Eles quase nunca apareciam assim no ano passado, desde que Ryder foi embora. O que mudou?

“Jesus Cristo. Vocês duas são assustadoras.” Lance revirou os olhos. “Vocês deviam arrumar novos amigos ou simplesmente andar comigo, Uriel.”

“Pra ela morrer de tédio lendo um daqueles livros didáticos chatos da escola.” Chloe zombou. “Merda! Eles estão olhando pra cá. Rápido, finge que tá tirando alguma coisa do meu cabelo.”

“Hã?” Kathie franziu a sobrancelha, confusa, mas fez mesmo assim.

Eu dei uma risadinha, balançando a cabeça.

“Vocês duas estão ferradas.”

De repente, ouviu-se um assobio malicioso vindo do fim do corredor. “Ei, Kat, quer montar nesse pau com essa saia curta?”

“Vai se foder, Dennis”, Kat retrucou na mesma hora, com as bochechas vermelhas de vergonha e timidez.

Essa era provavelmente a primeira vez que ela gritava tão alto.

“Me encontra no laboratório vazio, gata. A gente pode falar sobre o clima enquanto fode.” Dennis rebateu, rindo alto junto com os outros colegas do time.

Ai, Jesus.

“Eu vou matar aquele garoto. Que irritante.” Kathie sibilou, lançando um olhar mortal na direção dele.

“Pelo menos você não tem um perseguidor que nem o Matthew. Olha ele esperando no meu armário.” Chloe gemeu alto. Seguimos seu olhar e vimos Matthew parado em frente ao armário dela, recitando alguma coisa.

“Vamos antes que toquem o sinal pra aula. Tchau, amiga.” Kathie puxou Chloe com ela. As duas tinham aula juntas.

“Então agora só tem você... Ah.” Virei para procurar Lance, mas ele tinha sumido. Não, ele estava falando com uma garota da turma dele. Aposto que era sobre trabalho da escola.

Ele era o verdadeiro nerd. Eu nem sei como conseguiu virar nosso amigo.

Suspirando, caminhei até meu armário, separando meu livro. O sinal tocou poucos segundos depois, e então veio a luta. As pessoas correram para suas salas, esbarrando umas nas outras.

Eu não ia fazer isso. Então esperei a multidão diminuir antes de sair andando. Primeiro, eu precisava passar na biblioteca para entregar minha carta de inscrição para ser assistente de biblioteca.

Do jeito que minha mãe estava indo, eu precisava começar de algum lugar. Porque, no fim das contas, só podia contar comigo mesma.

Revirando a bolsa à procura da carta, fui andando apressada. Então, de repente, bati em uma parede dura — muito dura.

Aquilo com certeza ia me deixar com uma concussão.

Que porra?

Minha bolsa caiu da minha mão, e meus livros se espalharam pelo chão de azulejo. Quando meus olhos pararam de girar, pousaram num sapato brilhante, caro e lustroso.

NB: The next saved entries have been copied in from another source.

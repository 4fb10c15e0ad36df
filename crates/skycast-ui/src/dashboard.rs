//! Dashboard orchestration.
//!
//! A submission resolves a place, then runs three independent branches
//! concurrently: forecast (followed by the background photo), marine and
//! UV. Each branch owns its failure domain. Every page write is guarded by
//! the submission's request token so a superseded lookup never touches the
//! page.

use std::sync::Arc;

use parking_lot::Mutex;
use skycast_core::{RequestToken, RequestTokens, SubmissionState};
use skycast_weather::{Coordinate, LocationError, ResolvedPlace, WeatherError};
use tokio_util::sync::CancellationToken;

use crate::context::AppContext;
use crate::controller::{choose_submission, Field, Intent, Submission, UiEvent};
use crate::page::Page;
use crate::render::{render_forecast, render_marine, render_uv};

const CITY_LOOKUP_FAILED: &str = "An error occurred while fetching the coordinates!";
const ZIP_LOOKUP_FAILED: &str = "An error occurred while fetching the weather by ZIP code!";
const REVERSE_LOOKUP_FAILED: &str = "An error occurred while fetching the city name!";
const LOCATION_DENIED: &str =
    "Geolocation request denied. Please reset location permission to grant access again.";
const LOCATION_FAILED: &str = "Geolocation request error. Please reset location permission.";
const FORECAST_FAILED: &str = "An error occurred while fetching the weather forecast!";

/// Notification for a failed device lookup, `None` when the user cancelled.
fn device_failure_message(err: &WeatherError) -> Option<&'static str> {
    match err {
        WeatherError::DeviceCapability(LocationError::Cancelled) => None,
        WeatherError::DeviceCapability(LocationError::PermissionDenied) => Some(LOCATION_DENIED),
        WeatherError::DeviceCapability(_) => Some(LOCATION_FAILED),
        _ => Some(REVERSE_LOOKUP_FAILED),
    }
}

#[derive(Debug, Clone)]
pub struct Dashboard {
    ctx: AppContext,
    page: Arc<Mutex<Page>>,
    tokens: RequestTokens,
    state: Arc<Mutex<SubmissionState>>,
}

impl Dashboard {
    pub fn new(ctx: AppContext) -> Self {
        let page = Page::new(ctx.photos.default_background());
        Self {
            ctx,
            page: Arc::new(Mutex::new(page)),
            tokens: RequestTokens::new(),
            state: Arc::new(Mutex::new(SubmissionState::Idle)),
        }
    }

    /// Snapshot of the page
    pub fn page(&self) -> Page {
        self.page.lock().clone()
    }

    pub fn take_notifications(&self) -> Vec<String> {
        self.page.lock().take_notifications()
    }

    pub fn state(&self) -> SubmissionState {
        *self.state.lock()
    }

    /// Page load: replace the default background with a photo for the
    /// initial query. Any submission started meanwhile takes precedence.
    pub async fn start(&self) {
        let query = self.ctx.photos.initial_query().trim().to_string();
        if query.is_empty() {
            tracing::debug!("No initial background query, keeping the default background");
            return;
        }
        let token = self.tokens.latest();
        tracing::info!("Loading initial background for {:?}", query);
        self.update_background(token, &query).await;
    }

    pub async fn handle(&self, event: UiEvent, cancel: &CancellationToken) {
        match Intent::from(event) {
            Intent::Submit => self.submit().await,
            Intent::Locate => self.locate(cancel).await,
            Intent::Edit { field, value } => {
                self.page.lock().set_input(field, value);
            }
            Intent::Ignore => {}
        }
    }

    /// Submit the search form
    pub async fn submit(&self) {
        let (city, zip) = {
            let page = self.page.lock();
            (
                page.input(Field::City).to_string(),
                page.input(Field::Zip).to_string(),
            )
        };

        let submission = match choose_submission(&city, &zip) {
            Ok(submission) => submission,
            Err(e) => {
                tracing::debug!("Submission rejected: {}", e);
                self.page.lock().notify(e.to_string());
                return;
            }
        };

        let token = self.begin();
        let (resolved, failure) = match &submission {
            Submission::Zip(zip) => (self.ctx.geocoder.resolve_zip(zip).await, ZIP_LOOKUP_FAILED),
            Submission::City(city) => {
                (self.ctx.geocoder.resolve_city(city).await, CITY_LOOKUP_FAILED)
            }
        };

        match resolved {
            Ok(place) => self.on_resolved(token, place).await,
            Err(e) => {
                tracing::error!("Location lookup {:?} failed: {}", submission, e);
                self.apply(token, |page| page.notify(failure));
            }
        }
        self.finish(token);
    }

    /// Resolve the device position and look it up
    pub async fn locate(&self, cancel: &CancellationToken) {
        let token = self.begin();
        let result = self
            .ctx
            .geocoder
            .resolve_device(self.ctx.locator.as_ref(), cancel)
            .await;

        match result {
            Ok(place) => self.on_resolved(token, place).await,
            Err(e) => match device_failure_message(&e) {
                Some(message) => {
                    tracing::error!("Device lookup failed: {}", e);
                    self.apply(token, |page| page.notify(message));
                }
                None => tracing::info!("Device lookup cancelled"),
            },
        }
        self.finish(token);
    }

    fn begin(&self) -> RequestToken {
        let token = self.tokens.issue();
        let mut state = self.state.lock();
        *state = state.on_submit(token);
        tracing::debug!("Submission {} started", token);
        token
    }

    fn finish(&self, token: RequestToken) {
        let mut state = self.state.lock();
        *state = state.on_finished(token);
    }

    /// Run `update` against the page only if `token` is still the latest.
    /// The check and the write happen under the same lock.
    fn apply(&self, token: RequestToken, update: impl FnOnce(&mut Page)) -> bool {
        let mut page = self.page.lock();
        if !self.tokens.is_current(token) {
            tracing::debug!("Discarding result of superseded submission {}", token);
            return false;
        }
        update(&mut page);
        true
    }

    async fn on_resolved(&self, token: RequestToken, place: ResolvedPlace) {
        if !self.apply(token, |page| page.city_input.clear()) {
            return;
        }
        tracing::info!("Resolved {} at {}", place.name, place.coordinate);

        tokio::join!(
            self.forecast_branch(token, &place),
            self.marine_branch(token, place.coordinate),
            self.uv_branch(token, place.coordinate),
        );
    }

    async fn forecast_branch(&self, token: RequestToken, place: &ResolvedPlace) {
        let daily = match self.ctx.forecast.fetch_daily(place.coordinate).await {
            Ok(daily) => daily,
            Err(e) => {
                tracing::error!("Error fetching forecast for {}: {}", place.name, e);
                self.apply(token, |page| page.notify(FORECAST_FAILED));
                return;
            }
        };

        let markup = render_forecast(&place.name, &daily, &self.ctx.icon_url);
        let applied = self.apply(token, |page| {
            page.current_weather = markup.current;
            page.weather_cards = markup.cards;
        });

        if !applied {
            return;
        }
        if let Some(first) = daily.current() {
            self.update_background(token, &first.description).await;
        }
    }

    async fn marine_branch(&self, token: RequestToken, coordinate: Coordinate) {
        match self.ctx.marine.fetch_observation(coordinate).await {
            Ok(obs) => {
                let labels = render_marine(&obs);
                self.apply(token, |page| page.marine = labels);
            }
            Err(e) => tracing::warn!("Error fetching or updating marine forecast: {}", e),
        }
    }

    async fn uv_branch(&self, token: RequestToken, coordinate: Coordinate) {
        if !self.ctx.uv.is_enabled() {
            tracing::debug!("UV lookup disabled, no API key configured");
            return;
        }
        match self.ctx.uv.fetch_uv_index(coordinate).await {
            Ok(index) => {
                let label = render_uv(index);
                self.apply(token, |page| page.uv_index = label);
            }
            Err(e) => tracing::warn!("Error fetching UV index: {}", e),
        }
    }

    async fn update_background(&self, token: RequestToken, query: &str) {
        match self.ctx.photos.search_background(query).await {
            Ok(Some(url)) => {
                self.apply(token, |page| page.background = url);
            }
            Ok(None) => {}
            Err(e) => tracing::warn!("Error fetching background image: {}", e),
        }
    }
}

#[cfg(test)]
mod tests {
    use super::*;
    use skycast_core::Config;

    #[test]
    fn test_device_failure_messages() {
        assert_eq!(
            device_failure_message(&WeatherError::from(LocationError::PermissionDenied)),
            Some(LOCATION_DENIED)
        );
        assert_eq!(
            device_failure_message(&WeatherError::from(LocationError::ServiceUnavailable)),
            Some(LOCATION_FAILED)
        );
        assert_eq!(device_failure_message(&WeatherError::from(LocationError::Cancelled)), None);
        assert_eq!(
            device_failure_message(&WeatherError::EmptyResult("nothing".into())),
            Some(REVERSE_LOOKUP_FAILED)
        );
    }

    #[tokio::test]
    async fn test_empty_form_notifies_without_token() {
        let dashboard = Dashboard::new(AppContext::from_config(&Config::default()).unwrap());
        dashboard.submit().await;

        assert_eq!(
            dashboard.take_notifications(),
            vec!["Please enter a city name or ZIP code!"]
        );
        assert!(dashboard.state().is_idle());
    }

    #[tokio::test]
    async fn test_non_enter_key_is_ignored() {
        let dashboard = Dashboard::new(AppContext::from_config(&Config::default()).unwrap());
        dashboard
            .handle(
                UiEvent::KeyUp {
                    field: Field::City,
                    key: "x".into(),
                },
                &CancellationToken::new(),
            )
            .await;
        assert!(dashboard.page().notifications().is_empty());
    }
}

Espera... não era uma parede?

“Você tá bem? O que acontece com as pessoas hoje que não olham por onde andam? Puta que pariu, que irritante.” A voz dele era dura, grave e de algum modo... familiar.

Meu corpo congelou.

Não. Não. Não.

Meus olhos subiram lentamente até encontrar os dele, e um arrepio gelado percorreu minha espinha.

Ryder Connell.”

Merda.

Meu maldito valentão tinha voltado.

O último ano do ensino médio ia ser longo.